* _Required action_:
Start at the line in the entries below that contains "describing one run.", stop at the line that contains "the output file.", and output exactly the lines in that span, both ends included.

* _Input_:
####################

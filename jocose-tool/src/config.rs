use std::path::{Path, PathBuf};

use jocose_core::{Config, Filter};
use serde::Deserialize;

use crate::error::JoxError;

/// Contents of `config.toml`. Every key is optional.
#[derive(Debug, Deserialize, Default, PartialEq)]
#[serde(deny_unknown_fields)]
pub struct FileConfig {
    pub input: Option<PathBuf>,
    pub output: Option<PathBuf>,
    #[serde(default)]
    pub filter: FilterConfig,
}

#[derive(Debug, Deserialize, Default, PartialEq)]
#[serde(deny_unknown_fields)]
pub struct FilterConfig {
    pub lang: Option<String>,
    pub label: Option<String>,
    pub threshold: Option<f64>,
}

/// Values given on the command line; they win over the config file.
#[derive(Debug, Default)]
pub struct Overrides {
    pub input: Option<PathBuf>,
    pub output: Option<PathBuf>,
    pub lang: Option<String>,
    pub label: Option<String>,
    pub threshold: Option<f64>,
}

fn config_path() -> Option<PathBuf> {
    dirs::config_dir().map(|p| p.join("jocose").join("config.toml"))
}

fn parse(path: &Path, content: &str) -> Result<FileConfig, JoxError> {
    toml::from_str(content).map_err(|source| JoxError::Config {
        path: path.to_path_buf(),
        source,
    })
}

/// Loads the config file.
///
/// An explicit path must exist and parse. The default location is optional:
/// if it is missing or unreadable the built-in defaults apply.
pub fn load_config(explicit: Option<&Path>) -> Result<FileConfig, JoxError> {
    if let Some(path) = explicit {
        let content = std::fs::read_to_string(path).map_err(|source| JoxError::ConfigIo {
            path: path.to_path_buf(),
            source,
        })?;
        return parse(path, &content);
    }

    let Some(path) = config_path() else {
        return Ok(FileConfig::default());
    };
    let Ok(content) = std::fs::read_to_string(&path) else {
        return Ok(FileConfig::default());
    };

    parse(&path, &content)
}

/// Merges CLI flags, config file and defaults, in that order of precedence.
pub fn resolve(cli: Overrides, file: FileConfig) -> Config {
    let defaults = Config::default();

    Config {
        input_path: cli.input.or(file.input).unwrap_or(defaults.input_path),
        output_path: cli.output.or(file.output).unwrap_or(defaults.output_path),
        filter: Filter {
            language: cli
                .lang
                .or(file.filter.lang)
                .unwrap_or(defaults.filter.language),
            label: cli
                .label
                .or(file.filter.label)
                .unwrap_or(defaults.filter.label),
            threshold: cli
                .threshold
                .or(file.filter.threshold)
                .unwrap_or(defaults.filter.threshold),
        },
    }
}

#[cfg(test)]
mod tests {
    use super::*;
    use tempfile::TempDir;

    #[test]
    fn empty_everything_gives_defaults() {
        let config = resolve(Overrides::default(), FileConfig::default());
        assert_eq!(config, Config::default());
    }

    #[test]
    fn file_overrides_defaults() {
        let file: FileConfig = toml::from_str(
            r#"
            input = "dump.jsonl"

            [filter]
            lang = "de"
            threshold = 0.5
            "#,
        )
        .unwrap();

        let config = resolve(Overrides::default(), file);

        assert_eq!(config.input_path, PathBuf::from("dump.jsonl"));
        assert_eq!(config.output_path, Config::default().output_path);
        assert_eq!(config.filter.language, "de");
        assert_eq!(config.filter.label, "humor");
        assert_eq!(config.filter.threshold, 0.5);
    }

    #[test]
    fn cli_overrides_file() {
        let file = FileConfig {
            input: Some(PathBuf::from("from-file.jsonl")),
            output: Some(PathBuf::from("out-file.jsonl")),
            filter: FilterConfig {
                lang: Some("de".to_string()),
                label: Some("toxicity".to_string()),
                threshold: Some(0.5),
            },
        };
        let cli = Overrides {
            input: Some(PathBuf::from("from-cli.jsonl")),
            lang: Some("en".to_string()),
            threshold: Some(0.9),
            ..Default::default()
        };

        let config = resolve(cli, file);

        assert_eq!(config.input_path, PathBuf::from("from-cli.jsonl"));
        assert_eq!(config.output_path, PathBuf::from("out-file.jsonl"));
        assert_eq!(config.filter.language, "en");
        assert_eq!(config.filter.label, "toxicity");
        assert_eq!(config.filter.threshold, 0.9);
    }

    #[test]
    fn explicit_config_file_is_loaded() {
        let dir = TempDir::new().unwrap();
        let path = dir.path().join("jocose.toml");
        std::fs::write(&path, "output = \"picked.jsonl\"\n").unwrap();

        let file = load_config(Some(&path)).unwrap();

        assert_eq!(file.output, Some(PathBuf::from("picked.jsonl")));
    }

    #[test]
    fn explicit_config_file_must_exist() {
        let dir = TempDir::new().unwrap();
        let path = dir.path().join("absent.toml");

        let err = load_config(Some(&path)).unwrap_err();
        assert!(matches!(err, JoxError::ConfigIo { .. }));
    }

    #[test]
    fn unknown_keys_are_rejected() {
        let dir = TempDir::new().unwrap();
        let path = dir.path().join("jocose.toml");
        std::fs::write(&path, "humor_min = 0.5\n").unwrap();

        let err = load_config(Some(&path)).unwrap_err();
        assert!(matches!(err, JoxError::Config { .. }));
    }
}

####################

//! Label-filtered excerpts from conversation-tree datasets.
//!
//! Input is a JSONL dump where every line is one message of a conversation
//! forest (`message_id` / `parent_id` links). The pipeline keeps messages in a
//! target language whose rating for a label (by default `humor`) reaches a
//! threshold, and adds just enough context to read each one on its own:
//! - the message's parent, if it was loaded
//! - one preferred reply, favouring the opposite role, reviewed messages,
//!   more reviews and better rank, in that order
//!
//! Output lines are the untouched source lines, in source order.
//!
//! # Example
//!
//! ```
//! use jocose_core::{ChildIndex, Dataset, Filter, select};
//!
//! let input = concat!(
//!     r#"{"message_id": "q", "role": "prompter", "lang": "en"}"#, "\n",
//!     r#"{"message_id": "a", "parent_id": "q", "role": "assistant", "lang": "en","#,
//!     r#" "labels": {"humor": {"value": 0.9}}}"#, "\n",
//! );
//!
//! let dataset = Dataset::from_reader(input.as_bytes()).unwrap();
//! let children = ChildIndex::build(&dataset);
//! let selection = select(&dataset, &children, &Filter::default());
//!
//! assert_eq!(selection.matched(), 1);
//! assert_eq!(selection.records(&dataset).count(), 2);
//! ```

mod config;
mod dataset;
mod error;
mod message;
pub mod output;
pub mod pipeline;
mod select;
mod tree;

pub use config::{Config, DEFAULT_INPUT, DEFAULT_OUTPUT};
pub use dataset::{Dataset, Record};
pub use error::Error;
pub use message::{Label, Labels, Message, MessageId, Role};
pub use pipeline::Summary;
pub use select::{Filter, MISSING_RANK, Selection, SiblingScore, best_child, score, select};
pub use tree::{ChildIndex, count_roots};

####################

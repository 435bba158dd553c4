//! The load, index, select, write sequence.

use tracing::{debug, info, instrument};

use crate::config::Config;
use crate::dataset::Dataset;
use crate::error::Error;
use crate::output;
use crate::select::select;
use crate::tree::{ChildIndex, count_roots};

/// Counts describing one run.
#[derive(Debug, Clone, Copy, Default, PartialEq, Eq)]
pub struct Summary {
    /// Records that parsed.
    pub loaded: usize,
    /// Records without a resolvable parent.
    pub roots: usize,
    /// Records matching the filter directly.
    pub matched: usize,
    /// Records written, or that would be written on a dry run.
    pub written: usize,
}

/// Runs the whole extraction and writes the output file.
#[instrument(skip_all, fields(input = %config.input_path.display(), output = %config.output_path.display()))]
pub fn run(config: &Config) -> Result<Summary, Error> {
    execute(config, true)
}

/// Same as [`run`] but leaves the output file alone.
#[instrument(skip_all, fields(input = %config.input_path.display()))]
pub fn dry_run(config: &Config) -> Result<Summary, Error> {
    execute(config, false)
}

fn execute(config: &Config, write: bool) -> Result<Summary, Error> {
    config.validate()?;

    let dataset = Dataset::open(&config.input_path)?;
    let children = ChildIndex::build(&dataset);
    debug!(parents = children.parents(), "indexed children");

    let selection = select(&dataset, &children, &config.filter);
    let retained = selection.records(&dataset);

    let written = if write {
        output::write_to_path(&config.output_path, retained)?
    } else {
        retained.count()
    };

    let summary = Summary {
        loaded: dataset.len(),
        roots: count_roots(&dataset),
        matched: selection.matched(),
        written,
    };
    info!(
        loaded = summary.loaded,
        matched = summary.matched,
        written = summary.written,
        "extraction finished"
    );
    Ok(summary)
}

####################

* _Written response_:
/// Counts describing one run.
#[derive(Debug, Clone, Copy, Default, PartialEq, Eq)]
pub struct Summary {
    /// Records that parsed.
    pub loaded: usize,
    /// Records without a resolvable parent.
    pub roots: usize,
    /// Records matching the filter directly.
    pub matched: usize,
    /// Records written, or that would be written on a dry run.
    pub written: usize,
}

/// Runs the whole extraction and writes the output file.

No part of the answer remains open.